### Work instruction
Only lines with the string "configuration" should be returned from the data below.

++++++++++

//! S3 path handling and per-mount configuration.
//!
//! An `S3MountConfig` carries the credential triple, the endpoint, and a
//! single validated absolute path prefix `/<bucket>/<key-prefix>`. All
//! conversions between object keys, mount-relative paths, and URIs are
//! pure string joins over the prefix fields, so they can never disagree
//! with each other.

use crate::error::{Error, Result};

// ── Path validation ──────────────────────────────────────────────────────────

/// Outcome of checking an S3 path string for structural problems.
#[derive(Debug, Clone, Copy)]
struct PathCheck {
    /// The path contains redundant characters (`//`, `./`) beyond at most
    /// one trailing slash.
    redundant: bool,
    absolute: bool,
    trailing_slash: bool,
}

/// Collapses empty and `.` segments. Keeps `..` segments verbatim; S3
/// keys may legitimately contain them.
fn normalize_s3_path(path: &str) -> String {
    let parts: Vec<&str> = path
        .split('/')
        .filter(|part| !part.is_empty() && *part != ".")
        .collect();
    if path.starts_with('/') {
        if parts.is_empty() {
            "/".to_string()
        } else {
            format!("/{}", parts.join("/"))
        }
    } else {
        parts.join("/")
    }
}

fn check_s3_path(path: &str) -> PathCheck {
    let absolute = path.starts_with('/');
    let cleaned = normalize_s3_path(path);

    if cleaned == path {
        return PathCheck {
            redundant: false,
            absolute,
            trailing_slash: false,
        };
    }
    if path.len() > 1 && path.ends_with('/') && cleaned == path[..path.len() - 1] {
        return PathCheck {
            redundant: false,
            absolute,
            trailing_slash: true,
        };
    }
    PathCheck {
        redundant: true,
        absolute,
        trailing_slash: false,
    }
}

// ── Mount configuration ──────────────────────────────────────────────────────

/// Immutable per-mount parameters.
///
/// Streams and worker threads receive clones; nothing mutates a config
/// after construction.
#[derive(Debug, Clone)]
pub struct S3MountConfig {
    pub access_key_id: String,
    pub secret_access_key: String,
    pub session_token: Option<String>,
    pub endpoint_url: String,

    /// Normalized absolute `/<bucket>[/<key-prefix>]`.
    s3_path_prefix: String,
    bucket: String,
    /// Key prefix used for listing; keeps the caller's trailing slash so
    /// a prefix of `logs/` does not also match `logs-old/`.
    key_prefix: String,
    /// Prefix removed from `/<bucket>/<key>` when rendering mount paths,
    /// and re-joined when resolving them back to objects. Empty when no
    /// strip prefix was configured; otherwise ends with `/` exactly when
    /// reconstruction is a plain concatenation with a relative remainder.
    reconstruction_prefix: String,
}

impl S3MountConfig {
    pub fn new(
        access_key_id: impl Into<String>,
        secret_access_key: impl Into<String>,
        session_token: Option<String>,
        endpoint_url: impl Into<String>,
        s3_path_prefix: &str,
        strip_prefix: Option<&str>,
    ) -> Result<Self> {
        let check = check_s3_path(s3_path_prefix);
        if check.redundant {
            return Err(Error::RedundantPathCharacters(s3_path_prefix.to_string()));
        }
        if !check.absolute {
            return Err(Error::PathNotAbsolute(s3_path_prefix.to_string()));
        }
        let cleaned_prefix = normalize_s3_path(s3_path_prefix);

        let without_root = &cleaned_prefix[1..];
        let (bucket, key) = match without_root.split_once('/') {
            Some((bucket, key)) => (bucket.to_string(), key.to_string()),
            None => (without_root.to_string(), String::new()),
        };
        let mut key_prefix = key;
        if !key_prefix.is_empty() && check.trailing_slash {
            key_prefix.push('/');
        }

        let reconstruction_prefix = match strip_prefix {
            None => String::new(),
            Some(strip) => {
                if !cleaned_prefix.starts_with(strip) {
                    return Err(Error::PrefixMismatch {
                        strip_prefix: strip.to_string(),
                        path: cleaned_prefix,
                    });
                }
                let mut reconstruction = strip.to_string();
                let leftover = &cleaned_prefix[strip.len()..];
                // When the remainder is empty or begins with a slash, the
                // strip prefix ends on a segment boundary and paths join
                // back with a separator.
                if leftover.is_empty() || leftover.starts_with('/') {
                    reconstruction.push('/');
                }
                reconstruction
            }
        };

        Ok(S3MountConfig {
            access_key_id: access_key_id.into(),
            secret_access_key: secret_access_key.into(),
            session_token,
            endpoint_url: endpoint_url.into(),
            s3_path_prefix: cleaned_prefix,
            bucket,
            key_prefix,
            reconstruction_prefix,
        })
    }

    pub fn bucket(&self) -> &str {
        &self.bucket
    }

    /// Object-key prefix below the bucket; the listing scope of the mount.
    pub fn key_prefix(&self) -> &str {
        &self.key_prefix
    }

    pub fn path_prefix(&self) -> &str {
        &self.s3_path_prefix
    }

    /// `s3://<bucket>/<key-prefix>` — the prefix is absolute, so one
    /// slash of the scheme separator comes from it.
    pub fn s3_uri_prefix(&self) -> String {
        format!("s3:/{}", self.s3_path_prefix)
    }

    /// Converts an object key into its mount-relative path.
    ///
    /// Fails when the key is absolute, contains redundant characters, or
    /// ends with `/` — objects named like directories are not
    /// representable in the mount.
    pub fn fuse_path_for_key(&self, key: &str) -> Result<String> {
        let check = check_s3_path(key);
        if check.redundant || check.absolute || check.trailing_slash {
            return Err(Error::RedundantPathCharacters(key.to_string()));
        }

        let full = format!("/{}/{}", self.bucket, key);
        let stripped = full
            .strip_prefix(self.reconstruction_prefix.as_str())
            .unwrap_or(&full);
        if stripped.starts_with('/') {
            Ok(stripped.to_string())
        } else {
            Ok(format!("/{stripped}"))
        }
    }

    /// Rebuilds the absolute `/bucket/...` S3 path for a mount-relative
    /// path produced by [`Self::fuse_path_for_key`].
    fn reconstructed_path(&self, fuse_path: &str) -> String {
        if self.reconstruction_prefix.is_empty() {
            fuse_path.to_string()
        } else {
            let relative = fuse_path.strip_prefix('/').unwrap_or(fuse_path);
            format!("{}{}", self.reconstruction_prefix, relative)
        }
    }

    /// Object key for a mount-relative path, undoing the strip prefix.
    pub fn reconstructed_key(&self, fuse_path: &str) -> String {
        let full = self.reconstructed_path(fuse_path);
        full[1 + self.bucket.len()..]
            .trim_start_matches('/')
            .to_string()
    }

    /// Object key for a path interpreted directly below the configured
    /// path prefix (the addressing used by the CLP and write mounts).
    pub fn prefixed_key(&self, fuse_path: &str) -> String {
        let full = format!("{}{}", self.s3_path_prefix, fuse_path);
        full[1 + self.bucket.len()..]
            .trim_start_matches('/')
            .to_string()
    }

    /// `s3://` URI for a mount-relative path; used for log messages.
    pub fn uri_for_path(&self, fuse_path: &str) -> String {
        format!("s3:/{}", self.reconstructed_path(fuse_path))
    }
}

// ── Tests ────────────────────────────────────────────────────────────────────

#[cfg(test)]
mod tests {
    use super::*;

    #[test]
    fn normalize_collapses_doubled_slashes() {
        assert_eq!(normalize_s3_path("/bucket//key"), "/bucket/key");
    }

    #[test]
    fn normalize_drops_dot_segments() {
        assert_eq!(normalize_s3_path("a/./b"), "a/b");
    }

    #[test]
    fn normalize_keeps_root() {
        assert_eq!(normalize_s3_path("/"), "/");
    }

    #[test]
    fn clean_absolute_path_passes_check() {
        let check = check_s3_path("/bucket/key");
        assert!(!check.redundant);
        assert!(check.absolute);
        assert!(!check.trailing_slash);
    }

    #[test]
    fn trailing_slash_is_flagged_but_not_redundant() {
        let check = check_s3_path("/bucket/key/");
        assert!(!check.redundant);
        assert!(check.trailing_slash);
    }

    #[test]
    fn doubled_slash_is_redundant() {
        assert!(check_s3_path("/bucket//key").redundant);
    }
}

++++++++++

### Solved problem
//! S3 path handling and per-mount configuration.
// ── Mount configuration ──────────────────────────────────────────────────────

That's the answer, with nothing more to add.